_Work required_
Please take the lines from the one holding "pub fn stats(&self) -> ShmRwLock" through the one holding "debug_assert!(bucket < self.buckets);" in the data below and copy them exactly.

= Beginning of Section =

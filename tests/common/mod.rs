use std::path::PathBuf;
use std::time::{SystemTime, UNIX_EPOCH};

use ringcache::{CacheConfig, SharedCache};

/// An isolated cache region in a unique temp directory, destroyed when the
/// test finishes.
pub struct TestCache {
    pub cache: SharedCache,
    name: String,
    dir: PathBuf,
}

impl TestCache {
    pub fn new(tag: &str) -> Self {
        let nanos = SystemTime::now()
            .duration_since(UNIX_EPOCH)
            .unwrap()
            .as_nanos();
        let dir = std::env::temp_dir().join(format!(
            "ringcache-it-{tag}-{}-{nanos}",
            std::process::id()
        ));
        let cache = SharedCache::open(&CacheConfig::new(tag).dir(&dir)).expect("open cache");
        TestCache {
            cache,
            name: tag.to_string(),
            dir,
        }
    }

    /// A second handle onto the same region, as another process would get.
    pub fn attach(&self) -> SharedCache {
        SharedCache::open(&CacheConfig::new(self.name.as_str()).dir(&self.dir))
            .expect("attach to cache")
    }
}

impl Drop for TestCache {
    fn drop(&mut self) {
        let _ = self.cache.destroy();
        let _ = std::fs::remove_dir_all(&self.dir);
    }
}
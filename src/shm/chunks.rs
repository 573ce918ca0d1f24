/// Chunk stream primitives for the value area.
///
/// The value area is a contiguous sequence of variable-size chunks, each
/// `[metadata][payload]`. Chunks never cease to exist; they flip between
/// free and occupied, are split when an allocation leaves enough surplus
/// for another chunk, and are merged forward into their neighbour when
/// freed or swallowed. The allocation walk itself lives in the engine
/// (`shm/mod.rs`) because it has to take bucket locks; this module is the
/// mechanical layer underneath it.
use super::layout::{
    CHUNK_ALLOC_OFFSET, CHUNK_FLAGS_OFFSET, CHUNK_KEY_OFFSET, CHUNK_META_SIZE, CHUNK_USED_OFFSET,
    MAX_KEY_LENGTH,
};
use super::region::ShmRegion;
use crate::error::{CacheError, CacheResult};

/// Decoded chunk metadata (copied out of the region).
#[derive(Debug, Clone, Copy, PartialEq, Eq)]
pub struct ChunkHeader {
    /// Payload capacity in bytes.
    pub alloc: usize,
    /// Used payload bytes; 0 means the chunk is free.
    pub used: usize,
    /// Flags byte (bit 0 = serialised by caller).
    pub flags: u8,
}

impl ChunkHeader {
    pub fn is_occupied(&self) -> bool {
        self.used > 0
    }
}

/// Offset of a chunk's payload.
pub const fn payload_offset(chunk: usize) -> usize {
    chunk + CHUNK_META_SIZE
}

/// Offset of the chunk following `chunk`, or `None` at the end of the
/// value area. Callers wrap to the area start explicitly.
pub fn next_offset(chunk: usize, alloc: usize, value_end: usize) -> Option<usize> {
    let next = chunk + CHUNK_META_SIZE + alloc;
    if next >= value_end {
        None
    } else {
        Some(next)
    }
}

pub fn read_header(region: &ShmRegion, chunk: usize) -> CacheResult<ChunkHeader> {
    let alloc = region.read_long(chunk + CHUNK_ALLOC_OFFSET)?;
    let used = region.read_long(chunk + CHUNK_USED_OFFSET)?;
    if alloc < 0 || used < 0 || used > alloc {
        return Err(CacheError::Corrupted("chunk size fields out of range"));
    }
    let flags = region.read_bytes(chunk + CHUNK_FLAGS_OFFSET, 1)?[0];
    Ok(ChunkHeader {
        alloc: alloc as usize,
        used: used as usize,
        flags,
    })
}

/// The stored key with its null padding trimmed.
pub fn read_key(region: &ShmRegion, chunk: usize) -> CacheResult<Vec<u8>> {
    let field = region.read_bytes(chunk + CHUNK_KEY_OFFSET, MAX_KEY_LENGTH)?;
    let len = field.iter().position(|&b| b == 0).unwrap_or(MAX_KEY_LENGTH);
    Ok(field[..len].to_vec())
}

/// Whether the chunk's stored key equals `key` (which is already truncated
/// and NUL-free, so comparing against the null-padded field is exact).
pub fn key_matches(region: &ShmRegion, chunk: usize, key: &[u8]) -> CacheResult<bool> {
    debug_assert!(key.len() <= MAX_KEY_LENGTH);
    let field = region.read_bytes(chunk + CHUNK_KEY_OFFSET, MAX_KEY_LENGTH)?;
    Ok(&field[..key.len()] == key && field[key.len()..].iter().all(|&b| b == 0))
}

pub fn is_occupied(region: &ShmRegion, chunk: usize) -> CacheResult<bool> {
    Ok(region.read_long(chunk + CHUNK_USED_OFFSET)? > 0)
}

/// Write a full metadata block: null-padded key, capacity, used size, flags.
pub fn write_meta(
    region: &ShmRegion,
    chunk: usize,
    key: &[u8],
    alloc: usize,
    used: usize,
    flags: u8,
) -> CacheResult<()> {
    debug_assert!(key.len() <= MAX_KEY_LENGTH);
    debug_assert!(used <= alloc);

    region.write_bytes(chunk + CHUNK_KEY_OFFSET, key)?;
    region.zero_bytes(chunk + CHUNK_KEY_OFFSET + key.len(), MAX_KEY_LENGTH - key.len())?;
    region.write_long(chunk + CHUNK_ALLOC_OFFSET, alloc as i64)?;
    region.write_long(chunk + CHUNK_USED_OFFSET, used as i64)?;
    region.write_bytes(chunk + CHUNK_FLAGS_OFFSET, &[flags])?;
    Ok(())
}

/// Mark a chunk free: clear the key field and the used size, keep the
/// allocation so the tiling (and a later swallow) still sees its extent.
pub fn set_free(region: &ShmRegion, chunk: usize) -> CacheResult<()> {
    region.zero_bytes(chunk + CHUNK_KEY_OFFSET, MAX_KEY_LENGTH)?;
    region.write_long(chunk + CHUNK_USED_OFFSET, 0)?;
    region.write_bytes(chunk + CHUNK_FLAGS_OFFSET, &[0])?;
    Ok(())
}

/// Rewrite only the capacity field (used while sealing a partially grown
/// chunk or extending one over swallowed neighbours).
pub fn set_alloc(region: &ShmRegion, chunk: usize, alloc: usize) -> CacheResult<()> {
    region.write_long(chunk + CHUNK_ALLOC_OFFSET, alloc as i64)
}

/// In-place payload update for an occupied chunk with sufficient capacity.
pub fn write_value(region: &ShmRegion, chunk: usize, value: &[u8], flags: u8) -> CacheResult<()> {
    region.write_bytes(payload_offset(chunk), value)?;
    region.write_long(chunk + CHUNK_USED_OFFSET, value.len() as i64)?;
    region.write_bytes(chunk + CHUNK_FLAGS_OFFSET, &[flags])?;
    Ok(())
}

pub fn read_payload(region: &ShmRegion, chunk: usize, len: usize) -> CacheResult<Vec<u8>> {
    Ok(region.read_bytes(payload_offset(chunk), len)?.to_vec())
}

/// Format `[value_start, value_end)` as one free chunk spanning the area.
pub fn init_free_area(region: &ShmRegion, value_start: usize, value_end: usize) -> CacheResult<()> {
    debug_assert!(value_end > value_start + CHUNK_META_SIZE);
    write_meta(
        region,
        value_start,
        b"",
        value_end - value_start - CHUNK_META_SIZE,
        0,
        0,
    )
}

/// Merge the free chunk at `chunk` forward over any immediately following
/// free chunks. Returns the merged allocation. Caller holds the `oldest`
/// write lock: chunk boundaries only ever change under it.
pub fn coalesce_forward(region: &ShmRegion, chunk: usize, value_end: usize) -> CacheResult<usize> {
    debug_assert!(!is_occupied(region, chunk)?);
    let mut alloc = read_header(region, chunk)?.alloc;

    while let Some(next) = next_offset(chunk, alloc, value_end) {
        let header = read_header(region, next)?;
        if header.is_occupied() {
            break;
        }
        alloc += CHUNK_META_SIZE + header.alloc;
    }

    set_alloc(region, chunk, alloc)?;
    Ok(alloc)
}

/// Walk the chunk stream, validating the tiling as it goes. Returns each
/// chunk's offset and decoded header. Errors if a step overruns the area
/// or fails to land exactly on its end.
pub fn walk(
    region: &ShmRegion,
    value_start: usize,
    value_end: usize,
) -> CacheResult<Vec<(usize, ChunkHeader)>> {
    let mut chunks = Vec::new();
    let mut off = value_start;

    while off < value_end {
        if off + CHUNK_META_SIZE > value_end {
            return Err(CacheError::Corrupted("chunk metadata overruns value area"));
        }
        let header = read_header(region, off)?;
        let end = off + CHUNK_META_SIZE + header.alloc;
        if end > value_end {
            return Err(CacheError::Corrupted("chunk payload overruns value area"));
        }
        chunks.push((off, header));
        off = end;
    }

    if off != value_end {
        return Err(CacheError::Corrupted("chunk stream does not tile value area"));
    }

    Ok(chunks)
}
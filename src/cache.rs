//! Public cache facade.
//!
//! `SharedCache` wraps the shared-memory engine with key sanitisation,
//! process-local hit/miss buffering, and the destroyed-region guard. It is
//! the only type most callers touch.

use std::sync::atomic::{AtomicBool, Ordering};

use parking_lot::Mutex;

use crate::config::CacheConfig;
use crate::error::{CacheError, CacheResult};
use crate::shm::layout::{FLAG_SERIALIZED, MAX_KEY_LENGTH};
use crate::shm::ShmCache;
use crate::stats::{CacheStats, LocalCounters};

/// A cached payload together with the caller's serialised flag.
#[derive(Debug, Clone, PartialEq, Eq)]
pub struct Value {
    /// The stored bytes, verbatim.
    pub data: Vec<u8>,
    /// Whether the caller marked the payload as serialised on `set`.
    pub serialized: bool,
}

/// Handle to a cross-process shared-memory cache.
///
/// Cheap to construct per process; all coordination happens through the
/// region's lock set, so any number of handles (in any number of
/// processes) may operate on the same named region concurrently.
///
/// Hits and misses are counted locally and folded into the in-region
/// counters when the handle drops or a [`stats`](SharedCache::stats)
/// snapshot is taken.
pub struct SharedCache {
    shm: ShmCache,
    counters: Mutex<LocalCounters>,
    destroyed: AtomicBool,
}

impl SharedCache {
    /// Create or attach to the region named by `config`.
    pub fn open(config: &CacheConfig) -> CacheResult<Self> {
        let size = config.resolved_size()?;
        let shm = ShmCache::open(&config.directory(), config.name(), size)?;
        Ok(SharedCache {
            shm,
            counters: Mutex::new(LocalCounters::default()),
            destroyed: AtomicBool::new(false),
        })
    }

    fn ensure_alive(&self) -> CacheResult<()> {
        if self.destroyed.load(Ordering::Acquire) {
            return Err(CacheError::UseAfterDestroy);
        }
        Ok(())
    }

    /// Truncate to the maximum key length and reject keys the null-padded
    /// key field cannot represent.
    fn sanitize<'k>(&self, key: &'k [u8]) -> CacheResult<&'k [u8]> {
        if key.is_empty() {
            return Err(CacheError::InvalidKey { reason: "empty" });
        }
        let key = &key[..key.len().min(MAX_KEY_LENGTH)];
        if key.contains(&0) {
            return Err(CacheError::InvalidKey {
                reason: "contains NUL byte",
            });
        }
        Ok(key)
    }

    /// Look up a key. `Ok(None)` is a miss; both outcomes feed the
    /// buffered counters.
    pub fn get(&self, key: &[u8]) -> CacheResult<Option<Value>> {
        self.ensure_alive()?;
        let key = self.sanitize(key)?;

        let result = self.shm.get(key)?;
        let mut counters = self.counters.lock();
        match result {
            Some((data, flags)) => {
                counters.hits += 1;
                Ok(Some(Value {
                    data,
                    serialized: flags & FLAG_SERIALIZED != 0,
                }))
            }
            None => {
                counters.misses += 1;
                Ok(None)
            }
        }
    }

    /// Store unconditionally. `Ok(false)` means the value was too large;
    /// any prior entry under the key has been removed.
    pub fn set(&self, key: &[u8], value: &[u8], serialized: bool) -> CacheResult<bool> {
        self.ensure_alive()?;
        let key = self.sanitize(key)?;
        match self.shm.set(key, value, serialized) {
            Ok(()) => Ok(true),
            Err(CacheError::ValueTooLarge { .. }) => Ok(false),
            Err(err) => Err(err),
        }
    }

    /// Store only if absent. `Ok(false)` means the key already existed or
    /// the value was too large — the same rejection `set` reports.
    pub fn add(&self, key: &[u8], value: &[u8], serialized: bool) -> CacheResult<bool> {
        self.ensure_alive()?;
        let key = self.sanitize(key)?;
        match self.shm.add(key, value, serialized) {
            Ok(stored) => Ok(stored),
            Err(CacheError::ValueTooLarge { .. }) => Ok(false),
            Err(err) => Err(err),
        }
    }

    /// Store only if present. `Ok(false)` means the key was missing or the
    /// value was too large; the oversize case removes the prior entry,
    /// exactly as `set` does.
    pub fn replace(&self, key: &[u8], value: &[u8], serialized: bool) -> CacheResult<bool> {
        self.ensure_alive()?;
        let key = self.sanitize(key)?;
        match self.shm.replace(key, value, serialized) {
            Ok(stored) => Ok(stored),
            Err(CacheError::ValueTooLarge { .. }) => Ok(false),
            Err(err) => Err(err),
        }
    }

    /// Remove a key. Absence counts as success (`Ok(false)`); only lock or
    /// region failures produce an error.
    pub fn delete(&self, key: &[u8]) -> CacheResult<bool> {
        self.ensure_alive()?;
        let key = self.sanitize(key)?;
        self.shm.delete(key)
    }

    /// Adjust a numeric value. Absent keys start from `initial`; the
    /// result is clamped at zero. Returns the new value.
    pub fn increment(&self, key: &[u8], offset: i64, initial: u64) -> CacheResult<u64> {
        self.ensure_alive()?;
        let key = self.sanitize(key)?;
        self.shm.increment(key, offset, initial)
    }

    /// `increment` with the sign flipped.
    pub fn decrement(&self, key: &[u8], offset: i64, initial: u64) -> CacheResult<u64> {
        self.increment(key, offset.saturating_neg(), initial)
    }

    /// Whether the key is present. Does not touch the hit/miss counters.
    pub fn exists(&self, key: &[u8]) -> CacheResult<bool> {
        self.ensure_alive()?;
        let key = self.sanitize(key)?;
        self.shm.exists(key)
    }

    /// Drop every entry. Counters survive.
    pub fn flush(&self) -> CacheResult<()> {
        self.ensure_alive()?;
        self.shm.flush()
    }

    /// Snapshot the region. The handle's buffered counters are folded in
    /// first so the snapshot reflects this process's traffic.
    pub fn stats(&self) -> CacheResult<CacheStats> {
        self.ensure_alive()?;
        self.flush_counters()?;
        self.shm.stats()
    }

    /// Zero the in-region hit/miss counters (buffered ones included).
    pub fn clear_stats(&self) -> CacheResult<()> {
        self.ensure_alive()?;
        self.counters.lock().take();
        self.shm.clear_counters()
    }

    /// Validate the region's structural invariants. Intended for tests
    /// and diagnostics; failure means the region is corrupt.
    pub fn check_integrity(&self) -> CacheResult<()> {
        self.ensure_alive()?;
        self.shm.check_integrity()
    }

    /// Destroy the named region. Other attached processes keep their
    /// mappings until they drop, but the name is gone and this handle
    /// refuses further operations.
    pub fn destroy(&self) -> CacheResult<()> {
        self.ensure_alive()?;
        self.flush_counters()?;
        self.shm.destroy()?;
        self.destroyed.store(true, Ordering::Release);
        Ok(())
    }

    fn flush_counters(&self) -> CacheResult<()> {
        let (hits, misses) = {
            let mut counters = self.counters.lock();
            if counters.is_empty() {
                return Ok(());
            }
            counters.take()
        };
        self.shm.add_counters(hits, misses)
    }
}

impl Drop for SharedCache {
    fn drop(&mut self) {
        if !self.destroyed.load(Ordering::Acquire) {
            let _ = self.flush_counters();
        }
    }
}
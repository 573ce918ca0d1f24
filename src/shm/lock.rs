/// Cross-process readers/writer locks using POSIX pthread_rwlock with
/// PTHREAD_PROCESS_SHARED attribute.
///
/// The locks live in a dedicated mmap'd file next to the data region so
/// they are reachable from every attached process. The file is an array of
/// fixed-size slots: `alloc`, `stats`, `oldest`, then one bucket lock per
/// index cell. On glibc the locks are created writer-preferring so a
/// steady stream of readers cannot starve `flush`.
use std::fs;
use std::io;
use std::path::{Path, PathBuf};

use memmap2::MmapMut;

use crate::error::{CacheError, CacheResult};

/// Size reserved for each lock slot.
/// pthread_rwlock_t is 56 bytes on x86_64 Linux, 200 bytes on macOS arm64.
/// We over-allocate to be safe.
pub const LOCK_SLOT_SIZE: usize = 256;

/// Slots that precede the per-bucket locks.
const SLOT_ALLOC: usize = 0;
const SLOT_STATS: usize = 1;
const SLOT_OLDEST: usize = 2;
const FIXED_SLOTS: usize = 3;

fn lock_err(rc: i32) -> CacheError {
    CacheError::Lock(io::Error::from_raw_os_error(rc))
}

/// A handle to one cross-process rwlock stored in the lock file.
#[derive(Clone, Copy)]
pub struct ShmRwLock {
    lock_ptr: *mut libc::pthread_rwlock_t,
}

unsafe impl Send for ShmRwLock {}
unsafe impl Sync for ShmRwLock {}

impl ShmRwLock {
    /// Initialize a new rwlock at the given memory location.
    ///
    /// # Safety
    /// `ptr` must point to at least `size_of::<pthread_rwlock_t>()` bytes of
    /// shared memory that is zeroed or uninitialized.
    unsafe fn init(ptr: *mut u8) -> CacheResult<()> {
        let lock_ptr = ptr as *mut libc::pthread_rwlock_t;

        let mut attr: libc::pthread_rwlockattr_t = std::mem::zeroed();
        let rc = libc::pthread_rwlockattr_init(&mut attr);
        if rc != 0 {
            return Err(lock_err(rc));
        }

        let rc = libc::pthread_rwlockattr_setpshared(&mut attr, libc::PTHREAD_PROCESS_SHARED);
        if rc != 0 {
            libc::pthread_rwlockattr_destroy(&mut attr);
            return Err(lock_err(rc));
        }

        #[cfg(all(target_os = "linux", target_env = "gnu"))]
        {
            // Not exposed by the `libc` crate for glibc targets; the value is a
            // stable glibc ABI constant (see bits/pthreadtypes.h).
            const PTHREAD_RWLOCK_PREFER_WRITER_NONRECURSIVE_NP: libc::c_int = 2;

            let rc = libc::pthread_rwlockattr_setkind_np(
                &mut attr,
                PTHREAD_RWLOCK_PREFER_WRITER_NONRECURSIVE_NP,
            );
            if rc != 0 {
                libc::pthread_rwlockattr_destroy(&mut attr);
                return Err(lock_err(rc));
            }
        }

        let rc = libc::pthread_rwlock_init(lock_ptr, &attr);
        libc::pthread_rwlockattr_destroy(&mut attr);
        if rc != 0 {
            return Err(lock_err(rc));
        }

        Ok(())
    }

    /// Acquire in shared mode. Blocks until available.
    pub fn read(self) -> CacheResult<ShmReadGuard> {
        let rc = unsafe { libc::pthread_rwlock_rdlock(self.lock_ptr) };
        if rc != 0 {
            return Err(lock_err(rc));
        }
        Ok(ShmReadGuard { lock: self })
    }

    /// Acquire in exclusive mode. Blocks until available.
    pub fn write(self) -> CacheResult<ShmWriteGuard> {
        let rc = unsafe { libc::pthread_rwlock_wrlock(self.lock_ptr) };
        if rc != 0 {
            return Err(lock_err(rc));
        }
        Ok(ShmWriteGuard { lock: self })
    }

    /// Acquire in exclusive mode without blocking. A held lock surfaces as
    /// `CacheError::Lock` (EBUSY) so the caller aborts instead of waiting
    /// out of hierarchy order.
    pub fn try_write(self) -> CacheResult<ShmWriteGuard> {
        let rc = unsafe { libc::pthread_rwlock_trywrlock(self.lock_ptr) };
        if rc != 0 {
            return Err(lock_err(rc));
        }
        Ok(ShmWriteGuard { lock: self })
    }

    fn unlock(self) {
        let rc = unsafe { libc::pthread_rwlock_unlock(self.lock_ptr) };
        debug_assert_eq!(rc, 0, "pthread_rwlock_unlock failed: {rc}");
    }
}

/// Shared-mode guard; releases on drop.
pub struct ShmReadGuard {
    lock: ShmRwLock,
}

impl Drop for ShmReadGuard {
    fn drop(&mut self) {
        self.lock.unlock();
    }
}

/// Exclusive-mode guard; releases on drop.
pub struct ShmWriteGuard {
    lock: ShmRwLock,
}

impl Drop for ShmWriteGuard {
    fn drop(&mut self) {
        self.lock.unlock();
    }
}

/// The full set of named locks for one cache region.
pub struct LockSet {
    mmap: MmapMut,
    path: PathBuf,
    buckets: usize,
}

unsafe impl Send for LockSet {}
unsafe impl Sync for LockSet {}

impl LockSet {
    /// Create the lock file and initialize every lock in it.
    pub fn create(path: &Path, buckets: usize) -> CacheResult<Self> {
        let file = fs::OpenOptions::new()
            .read(true)
            .write(true)
            .create(true)
            .truncate(true)
            .open(path)?;
        file.set_len(((FIXED_SLOTS + buckets) * LOCK_SLOT_SIZE) as u64)?;

        // Safety: we just created this file and own it exclusively.
        let mmap = unsafe { MmapMut::map_mut(&file)? };

        let set = LockSet {
            mmap,
            path: path.to_path_buf(),
            buckets,
        };

        for slot in 0..FIXED_SLOTS + buckets {
            // Safety: each slot is a distinct, zeroed LOCK_SLOT_SIZE span.
            unsafe { ShmRwLock::init(set.slot_ptr(slot))? };
        }

        Ok(set)
    }

    /// Attach to an already-initialized lock file.
    pub fn open(path: &Path, buckets: usize) -> CacheResult<Self> {
        let file = fs::OpenOptions::new().read(true).write(true).open(path)?;
        let expected = ((FIXED_SLOTS + buckets) * LOCK_SLOT_SIZE) as u64;
        if file.metadata()?.len() != expected {
            return Err(CacheError::Corrupted("lock file has unexpected size"));
        }

        // Safety: the creator initialized every slot before publishing the file.
        let mmap = unsafe { MmapMut::map_mut(&file)? };

        Ok(LockSet {
            mmap,
            path: path.to_path_buf(),
            buckets,
        })
    }

    fn slot_ptr(&self, slot: usize) -> *mut u8 {
        debug_assert!(slot < FIXED_SLOTS + self.buckets);
        // Safety: slot index bounded by construction.
        unsafe { (self.mmap.as_ptr() as *mut u8).add(slot * LOCK_SLOT_SIZE) }
    }

    fn lock_at(&self, slot: usize) -> ShmRwLock {
        ShmRwLock {
            lock_ptr: self.slot_ptr(slot) as *mut libc::pthread_rwlock_t,
        }
    }

    /// Structural lock: read = layout stable, write = may reformat.
    pub fn alloc(&self) -> ShmRwLock {
        self.lock_at(SLOT_ALLOC)
    }

    /// Guards the in-region hit/miss counters.
    pub fn stats(&self) -> ShmRwLock {
        self.lock_at(SLOT_STATS)
    }

    /// Guards the oldest-chunk cursor and all chunk-boundary changes.
    pub fn oldest(&self) -> ShmRwLock {
        self.lock_at(SLOT_OLDEST)
    }

    /// Guards index cell `bucket` and the chunk its offset points to.
    pub fn bucket(&self, bucket: usize) -> ShmRwLock {
        debug_assert!(bucket < self.buckets);
        self.lock_at(FIXED_SLOTS + bucket)
    }

    /// Remove the backing file. Existing mappings stay valid until drop.
    pub fn unlink(&self) -> CacheResult<()> {
        fs::remove_file(&self.path)?;
        Ok(())
    }
}

#[cfg(test)]
mod tests {
    use super::*;
    use crate::shm::test_dir;

    #[test]
    fn guards_release_on_drop() {
        let dir = test_dir("lockset_guards");
        let path = dir.join("l.lock");
        let set = LockSet::create(&path, 4).unwrap();

        {
            let _w = set.alloc().write().unwrap();
            // Exclusive: a second writer must not be grantable now.
            assert!(set.alloc().try_write().is_err());
        }
        // Guard dropped: the lock is free again.
        let _w = set.alloc().try_write().unwrap();

        set.unlink().unwrap();
    }

    #[test]
    fn readers_share_writers_exclude() {
        let dir = test_dir("lockset_shared");
        let path = dir.join("l.lock");
        let set = LockSet::create(&path, 4).unwrap();

        let r1 = set.bucket(1).read().unwrap();
        let r2 = set.bucket(1).read().unwrap();
        assert!(set.bucket(1).try_write().is_err());
        drop(r1);
        drop(r2);
        let _w = set.bucket(1).try_write().unwrap();

        // Distinct buckets never contend.
        let _a = set.bucket(2).write().unwrap();
        let _b = set.bucket(3).write().unwrap();

        set.unlink().unwrap();
    }

    #[test]
    fn open_validates_geometry() {
        let dir = test_dir("lockset_geom");
        let path = dir.join("l.lock");
        let set = LockSet::create(&path, 8).unwrap();
        drop(set);

        assert!(LockSet::open(&path, 8).is_ok());
        assert!(matches!(
            LockSet::open(&path, 9),
            Err(CacheError::Corrupted(_))
        ));

        fs::remove_file(&path).unwrap();
    }
}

= End of Section =

_Result_
    pub fn stats(&self) -> ShmRwLock {
        self.lock_at(SLOT_STATS)
    }

    /// Guards the oldest-chunk cursor and all chunk-boundary changes.
    pub fn oldest(&self) -> ShmRwLock {
        self.lock_at(SLOT_OLDEST)
    }

    /// Guards index cell `bucket` and the chunk its offset points to.
    pub fn bucket(&self, bucket: usize) -> ShmRwLock {
        debug_assert!(bucket < self.buckets);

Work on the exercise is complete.